It empowered me to recruit at any level. Traditionally state police could only offer recruits appointments at constable level. I needed desperately to bolster my head office staff with officers who had sufficient intelligence to handle some of the new challenges which would face the force.

It was because of this new provision that I was able to recruit Kerry Milte at superintendent level. Professor Stanley Johnson, then head of Melbourne University's Criminology Unit, recommended Milte who had topped his examinations for a law degree and had then impressed Johnson with the outcome of his postgraduate year in criminology. Milte was tall and well-built and, at the time, aged only about 23 years. He had been raised in the disciplined environment of a Melbourne Fire Brigade station.
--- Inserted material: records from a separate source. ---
//! SQLite backend for the Daybook record store.
//!
//! Wraps [`tokio_rusqlite`] so all database access runs on a dedicated thread
//! pool without blocking the async runtime. One [`SqliteStore`] implements
//! every repository contract from `daybook-core`.

mod encode;
mod schema;
mod store;

pub mod error;

pub use error::{Error, Result};
pub use store::SqliteStore;

#[cfg(test)]
mod tests;
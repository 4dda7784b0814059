//! Contact — an aggregate root composed of a name, a free-form tag list and
//! three child collections (emails, phone numbers, postal addresses).
//!
//! Children are separate records with their own identity; they live in their
//! own tables and die with the parent contact (cascade at the storage layer).
//! Any number of children may be flagged primary simultaneously — that is
//! accepted, not rejected.

use chrono::{DateTime, Utc};
use serde::{Deserialize, Serialize};
use uuid::Uuid;

// ─── Kind enums ──────────────────────────────────────────────────────────────

#[derive(
  Debug, Clone, Copy, PartialEq, Eq, Default, Serialize, Deserialize,
)]
#[serde(rename_all = "lowercase")]
pub enum EmailKind {
  #[default]
  Personal,
  Work,
  Other,
}

#[derive(
  Debug, Clone, Copy, PartialEq, Eq, Default, Serialize, Deserialize,
)]
#[serde(rename_all = "lowercase")]
pub enum PhoneKind {
  #[default]
  Mobile,
  Home,
  Work,
  Other,
}

#[derive(
  Debug, Clone, Copy, PartialEq, Eq, Default, Serialize, Deserialize,
)]
#[serde(rename_all = "lowercase")]
pub enum AddressKind {
  #[default]
  Home,
  Work,
  Other,
}

// ─── Child records ───────────────────────────────────────────────────────────

#[derive(Debug, Clone, PartialEq, Serialize, Deserialize)]
pub struct EmailAddress {
  pub id:         Uuid,
  pub contact_id: Uuid,
  pub email:      String,
  pub kind:       EmailKind,
  pub is_primary: bool,
  pub tags:       Vec<String>,
  pub is_system:  bool,
  pub created_at: DateTime<Utc>,
  pub updated_at: DateTime<Utc>,
}

impl EmailAddress {
  pub fn new(contact_id: Uuid, input: NewEmailAddress) -> Self {
    let now = Utc::now();
    Self {
      id: Uuid::now_v7(),
      contact_id,
      email: input.email,
      kind: input.kind,
      is_primary: input.is_primary,
      tags: input.tags,
      is_system: false,
      created_at: now,
      updated_at: now,
    }
  }
}

#[derive(Debug, Clone, PartialEq, Serialize, Deserialize)]
pub struct PhoneNumber {
  pub id:         Uuid,
  pub contact_id: Uuid,
  pub number:     String,
  pub kind:       PhoneKind,
  pub is_primary: bool,
  pub tags:       Vec<String>,
  pub is_system:  bool,
  pub created_at: DateTime<Utc>,
  pub updated_at: DateTime<Utc>,
}

impl PhoneNumber {
  pub fn new(contact_id: Uuid, input: NewPhoneNumber) -> Self {
    let now = Utc::now();
    Self {
      id: Uuid::now_v7(),
      contact_id,
      number: input.number,
      kind: input.kind,
      is_primary: input.is_primary,
      tags: input.tags,
      is_system: false,
      created_at: now,
      updated_at: now,
    }
  }
}

#[derive(Debug, Clone, PartialEq, Serialize, Deserialize)]
pub struct ContactAddress {
  pub id:          Uuid,
  pub contact_id:  Uuid,
  pub street:      String,
  pub city:        String,
  pub state:       String,
  pub postal_code: String,
  pub country:     String,
  pub kind:        AddressKind,
  pub is_primary:  bool,
  pub tags:        Vec<String>,
  pub is_system:   bool,
  pub created_at:  DateTime<Utc>,
  pub updated_at:  DateTime<Utc>,
}

impl ContactAddress {
  pub fn new(contact_id: Uuid, input: NewContactAddress) -> Self {
    let now = Utc::now();
    Self {
      id: Uuid::now_v7(),
      contact_id,
      street: input.street,
      city: input.city,
      state: input.state,
      postal_code: input.postal_code,
      country: input.country,
      kind: input.kind,
      is_primary: input.is_primary,
      tags: input.tags,
      is_system: false,
      created_at: now,
      updated_at: now,
    }
  }
}

// ─── Aggregate root ──────────────────────────────────────────────────────────

/// A contact with its fully-loaded child collections.
///
/// `tags` is persisted as a single JSON-encoded column on the root row, not
/// normalised into its own table.
#[derive(Debug, Clone, PartialEq, Serialize, Deserialize)]
pub struct Contact {
  pub id:            Uuid,
  pub owner_user_id: Uuid,
  pub name:          String,
  pub tags:          Vec<String>,
  pub emails:        Vec<EmailAddress>,
  pub phones:        Vec<PhoneNumber>,
  pub addresses:     Vec<ContactAddress>,
  pub is_system:     bool,
  pub created_at:    DateTime<Utc>,
  pub updated_at:    DateTime<Utc>,
}

impl Contact {
  /// Build a fresh contact and its children. The root id is assigned first
  /// so every child can reference it.
  pub fn new(input: NewContact) -> Self {
    let now = Utc::now();
    let id = Uuid::now_v7();
    Self {
      id,
      owner_user_id: input.owner_user_id,
      name: input.name,
      tags: input.tags,
      emails: input
        .emails
        .into_iter()
        .map(|e| EmailAddress::new(id, e))
        .collect(),
      phones: input
        .phones
        .into_iter()
        .map(|p| PhoneNumber::new(id, p))
        .collect(),
      addresses: input
        .addresses
        .into_iter()
        .map(|a| ContactAddress::new(id, a))
        .collect(),
      is_system: false,
      created_at: now,
      updated_at: now,
    }
  }
}

// ─── Input shapes ────────────────────────────────────────────────────────────

#[derive(Debug, Clone, Default)]
pub struct NewContact {
  pub owner_user_id: Uuid,
  pub name:          String,
  pub tags:          Vec<String>,
  pub emails:        Vec<NewEmailAddress>,
  pub phones:        Vec<NewPhoneNumber>,
  pub addresses:     Vec<NewContactAddress>,
}

#[derive(Debug, Clone, Default)]
pub struct NewEmailAddress {
  pub email:      String,
  pub kind:       EmailKind,
  pub is_primary: bool,
  pub tags:       Vec<String>,
}

#[derive(Debug, Clone, Default)]
pub struct NewPhoneNumber {
  pub number:     String,
  pub kind:       PhoneKind,
  pub is_primary: bool,
  pub tags:       Vec<String>,
}

#[derive(Debug, Clone, Default)]
pub struct NewContactAddress {
  pub street:      String,
  pub city:        String,
  pub state:       String,
  pub postal_code: String,
  pub country:     String,
  pub kind:        AddressKind,
  pub is_primary:  bool,
  pub tags:        Vec<String>,
}
//! Account service — uniqueness probes, system-record protection and
//! credential management.

use chrono::Utc;
use daybook_core::{
  account::{Account, NewAccount},
  store::{AccountRepository, LabelRepository},
};
use uuid::Uuid;

use crate::{Error, Result, hasher::CredentialHasher};

pub struct AccountService<S, H> {
  store:  S,
  hasher: H,
}

impl<S, H> AccountService<S, H>
where
  S: AccountRepository + LabelRepository,
  H: CredentialHasher,
{
  pub fn new(store: S, hasher: H) -> Self { Self { store, hasher } }

  /// Create an account.
  ///
  /// Both uniqueness probes run before any write; when both would conflict,
  /// the username conflict is the one reported. Every new account gets the
  /// default label set, not only the seeded system account.
  pub async fn create(&self, input: NewAccount) -> Result<Account> {
    if self
      .store
      .username_exists(&input.username)
      .await
      .map_err(Error::storage)?
    {
      return Err(Error::DuplicateField {
        field: "username",
        value: input.username,
      });
    }
    if self
      .store
      .email_exists(&input.email)
      .await
      .map_err(Error::storage)?
    {
      return Err(Error::DuplicateField {
        field: "email",
        value: input.email,
      });
    }

    let password_hash = self.hasher.hash(&input.password)?;
    let account = Account::new(input, password_hash);

    self
      .store
      .add_account(account.clone())
      .await
      .map_err(Error::storage)?;
    self
      .store
      .seed_default_labels(account.id)
      .await
      .map_err(Error::storage)?;

    tracing::debug!(account = %account.id, "created account");
    Ok(account)
  }

  pub async fn get(&self, id: Uuid) -> Result<Account> {
    self
      .store
      .get_account(id)
      .await
      .map_err(Error::storage)?
      .ok_or(Error::NotFound(id))
  }

  pub async fn list(&self) -> Result<Vec<Account>> {
    self.store.list_accounts().await.map_err(Error::storage)
  }

  /// Update an account. The repository's write predicate would shield a
  /// system record silently; this layer turns that into a typed failure the
  /// caller can act on, before delegating.
  pub async fn update(&self, mut account: Account) -> Result<Account> {
    let current = self.get(account.id).await?;
    if current.is_system {
      return Err(Error::SystemProtected(account.id));
    }

    account.updated_at = Utc::now();
    self
      .store
      .update_account(account.clone())
      .await
      .map_err(Error::storage)?;
    Ok(account)
  }

  pub async fn delete(&self, id: Uuid) -> Result<()> {
    let current = self.get(id).await?;
    if current.is_system {
      return Err(Error::SystemProtected(id));
    }

    self
      .store
      .delete_account(id)
      .await
      .map_err(Error::storage)?;
    tracing::debug!(account = %id, "deleted account");
    Ok(())
  }

  /// Change the credential after verifying the current one.
  pub async fn change_password(
    &self,
    id: Uuid,
    current: &str,
    new: &str,
  ) -> Result<()> {
    let mut account = self.get(id).await?;

    if !self.hasher.verify(current, &account.password_hash) {
      return Err(Error::Unauthorized);
    }

    account.password_hash = self.hasher.hash(new)?;
    account.updated_at = Utc::now();
    self
      .store
      .update_account(account)
      .await
      .map_err(Error::storage)
  }
}
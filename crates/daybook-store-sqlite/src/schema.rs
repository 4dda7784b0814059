//! SQL schema for the Daybook SQLite store.
//!
//! Executed once at store open. Idempotent thanks to
//! `CREATE TABLE IF NOT EXISTS` — re-running against an initialised store is
//! a no-op. Table names are the external contract other processes rely on.

/// Full schema DDL.
pub const SCHEMA: &str = "
PRAGMA journal_mode = WAL;
PRAGMA foreign_keys = ON;

CREATE TABLE IF NOT EXISTS Users (
    id            TEXT PRIMARY KEY,
    username      TEXT NOT NULL COLLATE NOCASE,
    password_hash TEXT NOT NULL,
    email         TEXT NOT NULL COLLATE NOCASE,
    first_name    TEXT,
    last_name     TEXT,
    phone         TEXT,
    date_of_birth TEXT,            -- ISO date, no time component
    bio           TEXT,
    avatar_url    TEXT,
    role          TEXT NOT NULL DEFAULT 'standard',  -- 'standard' | 'privileged'
    is_active     INTEGER NOT NULL DEFAULT 1,
    is_system     INTEGER NOT NULL DEFAULT 0,
    created_at    TEXT NOT NULL,   -- ISO 8601, UTC
    updated_at    TEXT NOT NULL
);

CREATE UNIQUE INDEX IF NOT EXISTS users_username_idx ON Users(username);
CREATE UNIQUE INDEX IF NOT EXISTS users_email_idx    ON Users(email);

-- Per-owner name uniqueness is deliberately NOT constrained here; callers
-- that need the guarantee go through the label_by_name lookup first.
CREATE TABLE IF NOT EXISTS Labels (
    id          TEXT PRIMARY KEY,
    user_id     TEXT NOT NULL REFERENCES Users(id) ON DELETE CASCADE,
    name        TEXT NOT NULL COLLATE NOCASE,
    description TEXT,
    color       TEXT NOT NULL DEFAULT '#9ca3af',
    is_system   INTEGER NOT NULL DEFAULT 0,
    created_at  TEXT NOT NULL,
    updated_at  TEXT NOT NULL
);

CREATE INDEX IF NOT EXISTS labels_user_idx ON Labels(user_id);

CREATE TABLE IF NOT EXISTS Memos (
    id         TEXT PRIMARY KEY,
    user_id    TEXT NOT NULL REFERENCES Users(id) ON DELETE CASCADE,
    title      TEXT NOT NULL DEFAULT '',
    content    TEXT NOT NULL,
    is_system  INTEGER NOT NULL DEFAULT 0,
    created_at TEXT NOT NULL,
    updated_at TEXT NOT NULL
);

CREATE INDEX IF NOT EXISTS memos_user_idx    ON Memos(user_id);
CREATE INDEX IF NOT EXISTS memos_updated_idx ON Memos(updated_at);

-- Memo <-> Label many-to-many. Cascades from either side: neither a deleted
-- memo nor a deleted label may leave an association behind.
CREATE TABLE IF NOT EXISTS MemoLabels (
    memo_id  TEXT NOT NULL REFERENCES Memos(id)  ON DELETE CASCADE,
    label_id TEXT NOT NULL REFERENCES Labels(id) ON DELETE CASCADE,
    PRIMARY KEY (memo_id, label_id)
);

CREATE TABLE IF NOT EXISTS Contacts (
    id            TEXT PRIMARY KEY,
    owner_user_id TEXT NOT NULL REFERENCES Users(id) ON DELETE CASCADE,
    name          TEXT NOT NULL,
    tags          TEXT NOT NULL DEFAULT '[]',   -- JSON array of strings
    is_system     INTEGER NOT NULL DEFAULT 0,
    created_at    TEXT NOT NULL,
    updated_at    TEXT NOT NULL
);

CREATE INDEX IF NOT EXISTS contacts_owner_idx ON Contacts(owner_user_id);

CREATE TABLE IF NOT EXISTS ContactEmailAddresses (
    id         TEXT PRIMARY KEY,
    contact_id TEXT NOT NULL REFERENCES Contacts(id) ON DELETE CASCADE,
    email      TEXT NOT NULL,
    kind       TEXT NOT NULL DEFAULT 'personal',  -- 'personal' | 'work' | 'other'
    is_primary INTEGER NOT NULL DEFAULT 0,
    tags       TEXT NOT NULL DEFAULT '[]',
    is_system  INTEGER NOT NULL DEFAULT 0,
    created_at TEXT NOT NULL,
    updated_at TEXT NOT NULL
);

CREATE INDEX IF NOT EXISTS contact_emails_contact_idx
    ON ContactEmailAddresses(contact_id);

CREATE TABLE IF NOT EXISTS ContactPhoneNumbers (
    id         TEXT PRIMARY KEY,
    contact_id TEXT NOT NULL REFERENCES Contacts(id) ON DELETE CASCADE,
    number     TEXT NOT NULL,
    kind       TEXT NOT NULL DEFAULT 'mobile',  -- 'mobile' | 'home' | 'work' | 'other'
    is_primary INTEGER NOT NULL DEFAULT 0,
    tags       TEXT NOT NULL DEFAULT '[]',
    is_system  INTEGER NOT NULL DEFAULT 0,
    created_at TEXT NOT NULL,
    updated_at TEXT NOT NULL
);

CREATE INDEX IF NOT EXISTS contact_phones_contact_idx
    ON ContactPhoneNumbers(contact_id);

CREATE TABLE IF NOT EXISTS ContactAddresses (
    id          TEXT PRIMARY KEY,
    contact_id  TEXT NOT NULL REFERENCES Contacts(id) ON DELETE CASCADE,
    street      TEXT NOT NULL,
    city        TEXT NOT NULL,
    state       TEXT NOT NULL,
    postal_code TEXT NOT NULL,
    country     TEXT NOT NULL,
    kind        TEXT NOT NULL DEFAULT 'home',  -- 'home' | 'work' | 'other'
    is_primary  INTEGER NOT NULL DEFAULT 0,
    tags        TEXT NOT NULL DEFAULT '[]',
    is_system   INTEGER NOT NULL DEFAULT 0,
    created_at  TEXT NOT NULL,
    updated_at  TEXT NOT NULL
);

CREATE INDEX IF NOT EXISTS contact_addresses_contact_idx
    ON ContactAddresses(contact_id);

PRAGMA user_version = 1;
";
Recruiting someone so young at superintendent level raised eyebrows and some opposition, which I overcame. It was only by offering Milte a superintendent's salary that I could match the money he was being offered by several big law firms. I did not explain to all and sundry that I wanted someone to create a central crime intelligence unit since there wasn't one nationally or in the states. There was an obvious need for one and Canberra was well-placed to provide a home for it. There was no model for us to use, so I initially set Milte to working on an elementary intelligence section for our own use. Milte proved to be a good choice, although he and my deputy, Jack Davis, a former New South Wales Fraud Squad member with an Honours degree in law, did not hit it off. I think this was purely a clash of personalities, combined maybe with a little jealousy. After I resigned to go elsewhere, Milte also left and went into private practice. Then I heard he had become associated with Senator Lionel Murphy who became federal attorney-general in the Whitlam government. I have little doubt that Milte was the architect of Murphy's notorious raid on ASIO headquarters in Melbourne in search of concealed files about terrorists.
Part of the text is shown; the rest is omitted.